Mesosoma. Mesosoma 1.5× as long as maximum height; pronotum polished with strong epomia; mesoscutum finely punctured, covered with dense setae; notauli well developed as crenulated furrows, meeting in the center of mesoscutum (Fig. 3D) and continuing as a fine median longitudinal carina not reaching scutellum. Epicnemial carina complete ventrally, reaching half the height of the mesopleuron; mesopleuron polished and mostly glabrous with short sternaulus; metapleuron granulate. Propodeum nearly smooth with all carinae developed except for anterior portions of dorsal longitudinal carinae, with a pair of strong, short apophyses flattened dorsoventrally formed by posterior transverse carina and lateral carinae (Fig. 4A, C); area basalis not developed; area superomedia 1.6× as long as maximum width and slightly narrowing posteriorly (Fig. 4C). Spiracles small and rounded.

Legs. Legs slender, hind coxa granulate, hind femur 4.0× as long as wide, tibial spurs short, hind basitarsus 0.4× as long as hind tibia; ratio of hind tarsomeres as 25 : 15 : 12 : 8 : 10; claws simple (Fig. 4F).

Wings. Fore wing without areolet (vein 3rs-m absent), radius (vein 2r&Rs) originates from middle of stigma, nervulus (vein 1cu-a) interstitial (Fig. 4D); postnervulus intercepted nearly in middle; in hind wing nervellus strongly reclivous, not intercepted, discoidella lacking.
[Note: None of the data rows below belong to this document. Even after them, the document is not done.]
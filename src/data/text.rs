// ============================================================
// Layer 4 — Text Helpers
// ============================================================
// Small string utilities shared by the scorer, the snippet
// tiers and the composer.
//
// All lengths here are counted in chars, not bytes.
// Truncation never splits a multi-byte character.
//
// Reference: Rust Book §8.2 (Storing UTF-8 Encoded Text)

/// Marker appended when a snippet is cut short.
pub const ELLIPSIS: &str = "...";

/// Paragraph separator: one blank line.
pub const PARAGRAPH_BREAK: &str = "\n\n";

/// Number of chars (Unicode scalar values) in `s`.
pub fn char_len(s: &str) -> usize {
    s.chars().count()
}

/// The first `n` chars of `s` (all of `s` if it is shorter).
pub fn take_chars(s: &str, n: usize) -> &str {
    match s.char_indices().nth(n) {
        Some((byte_idx, _)) => &s[..byte_idx],
        None => s,
    }
}

/// Cut `s` to `max_length` chars and append "..." if anything was cut.
pub fn truncate_with_ellipsis(s: &str, max_length: usize) -> String {
    if char_len(s) > max_length {
        format!("{}{}", take_chars(s, max_length), ELLIPSIS)
    } else {
        s.to_string()
    }
}

/// Trim `s` and replace every run of whitespace with one space.
pub fn collapse_whitespace(s: &str) -> String {
    s.split_whitespace().collect::<Vec<_>>().join(" ")
}

/// Split text into blank-line-delimited paragraphs (untrimmed).
pub fn paragraphs(s: &str) -> std::str::Split<'_, &'static str> {
    s.split(PARAGRAPH_BREAK)
}

/// Does `haystack` contain any of `needles` as a substring?
pub fn contains_any(haystack: &str, needles: &[&str]) -> bool {
    needles.iter().any(|n| haystack.contains(n))
}
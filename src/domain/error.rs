// ============================================================
// Layer 3 — Query Errors
// ============================================================
// Failures on the question-answering path are typed here so
// the service can classify them. The outer boundary
// (RagService::query) renders every variant into a string;
// nothing in this enum ever reaches the host as a panic.

use thiserror::Error;

/// Errors produced by the retrieval service.
#[derive(Debug, Error)]
pub enum RagError {
    /// A question arrived before a successful initialize().
    #[error("RAG system not initialized")]
    NotInitialized,

    /// One of the built-in snippet patterns failed to compile.
    #[error("invalid snippet pattern: {0}")]
    Pattern(#[from] regex::Error),

    /// Scoring, extraction or composition faulted unexpectedly.
    #[error("{0}")]
    Internal(String),
}
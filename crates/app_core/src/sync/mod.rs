//! Folder sync: reconciliation passes and the scheduler driving them

mod engine;
mod scheduler;

pub use engine::{scan, Scan, SyncSummary};
pub use scheduler::{SyncOutcome, SyncPhase, SyncReport, SyncScheduler, SyncTrigger};

pub(crate) use engine::reconcile;
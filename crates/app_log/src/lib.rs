//! RefBoard Logging & Observability Module
//!
//! Provides structured logging, panic handling, crash reports, and deadlock detection.

mod logging;
mod panic_hook;

pub use logging::{cleanup_old_logs, init_logging, LOG_FILE_PREFIX};
pub use panic_hook::init_panic_hook;

use directories::ProjectDirs;
use std::path::PathBuf;
use tracing_appender::non_blocking::WorkerGuard;

/// Get the application log directory
pub fn log_dir() -> PathBuf {
    ProjectDirs::from("com", "RefBoard", "RefBoard")
        .map(|dirs| dirs.data_dir().join("logs"))
        .unwrap_or_else(|| PathBuf::from("./logs"))
}

/// Keeps the file writer flushing; drop it last
#[must_use = "dropping the guard stops file logging"]
pub struct LogGuard {
    _file: WorkerGuard,
}

/// Initialize all observability features
///
/// Log files older than `retention_days` are removed first.
pub fn init(retention_days: u32) -> anyhow::Result<LogGuard> {
    let dir = log_dir();
    let file = init_logging(&dir)?;
    init_panic_hook();

    if let Err(e) = cleanup_old_logs(&dir, retention_days) {
        tracing::warn!("Log cleanup failed: {}", e);
    }

    #[cfg(debug_assertions)]
    init_deadlock_detector();

    Ok(LogGuard { _file: file })
}

#[cfg(debug_assertions)]
fn init_deadlock_detector() {
    use std::thread;
    use std::time::Duration;

    let spawned = thread::Builder::new()
        .name("deadlock-detector".into())
        .spawn(|| loop {
            thread::sleep(Duration::from_secs(10));
            let deadlocks = parking_lot::deadlock::check_deadlock();
            if deadlocks.is_empty() {
                continue;
            }

            tracing::error!("{} deadlocks detected", deadlocks.len());
            for (i, threads) in deadlocks.iter().enumerate() {
                for t in threads {
                    tracing::error!("Deadlock #{} thread {:?}\n{:?}", i, t.thread_id(), t.backtrace());
                }
            }
        });

    if let Err(e) = spawned {
        tracing::warn!("Deadlock detector not started: {}", e);
    }
}
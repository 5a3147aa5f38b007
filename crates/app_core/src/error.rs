//! Application error types

use thiserror::Error;

/// Main application error type
#[derive(Error, Debug)]
pub enum AppError {
    // ===== Sync errors =====
    #[error("Permission denied: {0}")]
    PermissionDenied(String),

    #[error("Cannot list folder: {0}")]
    Enumeration(String),

    #[error("Cannot read {name}: {reason}")]
    EntryRead { name: String, reason: String },

    // ===== Rejected commands (nothing changed) =====
    #[error("{0}")]
    Validation(String),

    #[error("File not found: {0}")]
    FileNotFound(String),

    #[error("Reference not found: {0}")]
    ReferenceNotFound(String),

    // ===== Environment =====
    #[error("File I/O error: {0}")]
    Io(#[from] std::io::Error),

    #[error("Configuration error: {0}")]
    Config(String),
}

impl AppError {
    /// Does this error end the current folder sync session?
    pub fn stops_sync(&self) -> bool {
        matches!(self, AppError::PermissionDenied(_))
    }

    /// Get a user-friendly message
    pub fn user_message(&self) -> String {
        match self {
            AppError::PermissionDenied(folder) => {
                format!("Folder read permission denied for '{}'. Sync stopped.", folder)
            }
            AppError::Enumeration(msg) => format!("Error processing folder: {}", msg),
            AppError::EntryRead { name, .. } => format!("Could not read '{}'", name),
            _ => self.to_string(),
        }
    }

    pub(crate) fn from_scan(folder: &str, e: app_fs::FsError) -> Self {
        if e.is_access_denied() {
            AppError::PermissionDenied(folder.to_string())
        } else {
            AppError::Enumeration(format!("{}: {}", folder, e))
        }
    }
}
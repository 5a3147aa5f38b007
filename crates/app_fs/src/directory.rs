//! Directory capability used by folder sync

use crate::Result;
use serde::{Deserialize, Serialize};

/// Read permission state of a directory
#[derive(Debug, Clone, Copy, PartialEq, Eq, Serialize, Deserialize)]
pub enum PermissionState {
    #[serde(rename = "granted")]
    Granted,
    #[serde(rename = "denied")]
    Denied,
    /// Access may be granted after asking the user
    #[serde(rename = "prompt")]
    Prompt,
}

impl PermissionState {
    pub fn is_granted(self) -> bool {
        self == PermissionState::Granted
    }
}

/// One file entry of a directory listing
#[derive(Debug, Clone, PartialEq, Eq)]
pub struct DirEntry {
    pub name: String,
    pub mime_type: String,
    pub size: u64,
    /// Epoch milliseconds
    pub last_modified: i64,
}

/// A readable directory
///
/// Enumeration is non-recursive: subdirectories are never reported.
pub trait DirectoryHandle: Send + Sync {
    /// Folder name, used to tag synced files
    fn name(&self) -> &str;

    /// List the current file entries
    fn entries(&self) -> Result<Vec<DirEntry>>;

    /// Read the contents of one entry
    fn read(&self, entry: &DirEntry) -> Result<Vec<u8>>;

    /// Current read permission, without asking
    fn query_permission(&self) -> PermissionState;

    /// Ask for read permission (may be interactive)
    fn request_permission(&self) -> PermissionState;
}
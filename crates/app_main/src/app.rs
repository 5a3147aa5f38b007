//! Subcommand runners

use crate::cli::{BoardArgs, Cli, Commands, ConfigArgs, OutputFormat, ScanArgs, WatchArgs};
use anyhow::{bail, Context, Result};
use app_core::{
    AppConfig, AppState, NewFile, SessionCatalog, SortOrder, StaticCatalog, SyncOutcome, SyncReport, SyncSummary,
    ViewGroup,
};
use serde::Serialize;
use std::path::Path;
use std::time::Duration;

/// Run the parsed command line
pub async fn run(cli: Cli, config: AppConfig) -> Result<()> {
    match cli.command {
        Commands::Scan(args) => scan(args, config, cli.format).await,
        Commands::Watch(args) => watch(args, config, cli.format).await,
        Commands::Sessions => sessions(&config, cli.format),
        Commands::Config(args) => {
            let path = cli.config.unwrap_or_else(AppConfig::config_path);
            show_config(args, &path, &config, cli.format)
        }
    }
}

/// Seed the board and start syncing the folder
async fn open_board(args: &BoardArgs, config: AppConfig) -> Result<(AppState, SyncSummary)> {
    let state = AppState::new(config);

    if let Some(id) = &args.session {
        let count = state.load_session(id)?;
        tracing::info!("Session {} seeded {} references", id, count);
    }

    if !args.uploads.is_empty() {
        let files = args
            .uploads
            .iter()
            .map(|path| NewFile::from_path(path).with_context(|| format!("Cannot add {}", path.display())))
            .collect::<Result<Vec<_>>>()?;
        state.board.write().upload(files);
    }

    let handle = state.open_folder(&args.dir)?;
    let summary = state.start_sync(handle).await?;
    Ok((state, summary))
}

#[derive(Serialize)]
struct ScanOutput<'a> {
    folder: Option<&'a str>,
    summary: SyncSummary,
    groups: Vec<ViewGroup<'a>>,
}

async fn scan(args: ScanArgs, mut config: AppConfig, format: OutputFormat) -> Result<()> {
    if args.ascending {
        config.view.sort_order = SortOrder::Ascending;
    }
    let (state, summary) = open_board(&args.board, config).await?;

    {
        let board = state.board.read();
        let output = ScanOutput {
            folder: board.synced_folder(),
            summary,
            groups: board.project(),
        };

        match format {
            OutputFormat::Json => println!("{}", serde_json::to_string_pretty(&output)?),
            OutputFormat::Text => print_groups(&output),
        }
    }

    state.stop_sync().await;
    Ok(())
}

fn print_groups(output: &ScanOutput<'_>) {
    println!("{}: {}", output.folder.unwrap_or("-"), output.summary);

    for group in &output.groups {
        let title = group.reference.map_or("Unassociated", |r| r.text.as_str());
        println!("\n{} ({})", title, group.files.len());

        for file in &group.files {
            let stars = "*".repeat(usize::from(file.rating.stars()));
            let source = file.origin.folder().unwrap_or("manual");
            println!("  {:<40} {:>10} {:<5} {}", file.name, file.size, stars, source);
        }
    }
}

async fn watch(args: WatchArgs, mut config: AppConfig, format: OutputFormat) -> Result<()> {
    if let Some(interval_ms) = args.interval_ms {
        config.sync.interval_ms = interval_ms;
    }
    let (state, summary) = open_board(&args.board, config).await?;

    if format == OutputFormat::Text {
        println!("Watching {} ({}), Ctrl-C to stop", args.board.dir.display(), summary);
    }

    let ctrl_c = tokio::signal::ctrl_c();
    tokio::pin!(ctrl_c);
    let mut poll = tokio::time::interval(Duration::from_millis(250));

    let stopped_by_sync = loop {
        tokio::select! {
            _ = &mut ctrl_c => break false,
            _ = poll.tick() => {
                let reports = state.poll_sync_reports();
                for report in &reports {
                    print_report(report, format)?;
                }
                if !state.sync.is_active() {
                    break true;
                }
            }
        }
    };

    if stopped_by_sync {
        tracing::warn!("Sync ended on its own");
    } else {
        state.stop_sync().await;
        tracing::info!("Sync stopped by user");
    }
    Ok(())
}

fn print_report(report: &SyncReport, format: OutputFormat) -> Result<()> {
    match format {
        OutputFormat::Json => println!("{}", serde_json::to_string(report)?),
        OutputFormat::Text => match &report.outcome {
            SyncOutcome::Completed(summary) => println!("[{:?}] {}: {}", report.trigger, report.folder, summary),
            SyncOutcome::Failed { message, .. } => eprintln!("[{:?}] {}: {}", report.trigger, report.folder, message),
        },
    }
    Ok(())
}

fn sessions(config: &AppConfig, format: OutputFormat) -> Result<()> {
    let sessions = StaticCatalog::from_config(config).sessions();

    match format {
        OutputFormat::Json => println!("{}", serde_json::to_string_pretty(&sessions)?),
        OutputFormat::Text => {
            for session in sessions {
                println!("{:<28} {} ({} references)", session.id, session.name, session.reference_count);
            }
        }
    }
    Ok(())
}

#[derive(Serialize)]
struct ConfigOutput<'a> {
    path: &'a Path,
    written: bool,
    config: &'a AppConfig,
}

fn show_config(args: ConfigArgs, path: &Path, config: &AppConfig, format: OutputFormat) -> Result<()> {
    if args.init {
        if path.exists() && !args.force {
            bail!("{} already exists, pass --force to overwrite", path.display());
        }
        config.save_to(path)?;
    }

    match format {
        OutputFormat::Json => {
            let output = ConfigOutput {
                path,
                written: args.init,
                config,
            };
            println!("{}", serde_json::to_string_pretty(&output)?);
        }
        OutputFormat::Text => {
            let state = if args.init { "written" } else if path.exists() { "loaded" } else { "defaults" };
            println!("{} ({})", path.display(), state);
            println!("  sync interval  {} ms", config.sync.interval().as_millis());
            println!("  extensions     {}", config.sync.extensions.join(", "));
            println!("  sort order     {:?}", config.view.sort_order);
            println!("  sessions       {}", config.sessions.len());
            println!("  log retention  {} days", config.general.log_retention_days);
        }
    }
    Ok(())
}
Metasoma. T1 slender, 4.8× as long as maximum width posteriorly, with longitudinal striae; dorsal carina lacking; small spiracle at 0.4 of tergite (Fig. 4E); sternite fused with tergite, reaching 0.7 of tergite; T2 coriaceous, 1.6× as long as maximum width posteriorly, with irregular longitudinal striae in anterior 0.6, and weak small thyridium in dorsolateral corner (Fig. 4E); T3 weakly coriaceous to granulate, T4 granulate, T5 &T6 granulate to subpolished. Ovipositor nearly straight, tapered at apical third; ovipositor sheath 0.58× as long as hind tibia (Fig. 4F).

Colour. Head and mesosoma dark-brown to black; palps pale, basal antennomeres, tegula and wing bases yellowish; mandible, propleuron, lower pronotum reddish-brown; metasoma mostly dark brown, posterior margins of T2–T3 light brown (Fig. 3A). Fore and mid legs and hind trochanters yellowish, hind leg predominantly dark brown, excluding yellowish-brown trochanters (Fig. 3A); ovipositor sheaths yellowish, dark brown in apical half (Fig. 4F). Wings hyaline, veins including pterostigma brown (Fig. 4D).

Male. Unknown.

Comparison.

The new species E. gamka sp. nov. differs from the closely related E. kirkwoodi and E. africana by the shape of the area superomedia – 1.6× as long as maximum width (vs. 1.3× in E. kirkwoodi and 2.4× in E. africana), hind tarsus distinctly longer as in E. africana (hind tarsus nearly as long as hind tibia in E. kirkwoodi), shorter malar space 1.2× (vs. 1.75× in E. kirkwoodi and 1.5× in E. africana).

Distribution.

Currently only known from South Africa (Western Cape Province).

Etymology.

The species is named after the type locality Gamkaberg which means “lion mountain” in Khoisan. Noun in apposition.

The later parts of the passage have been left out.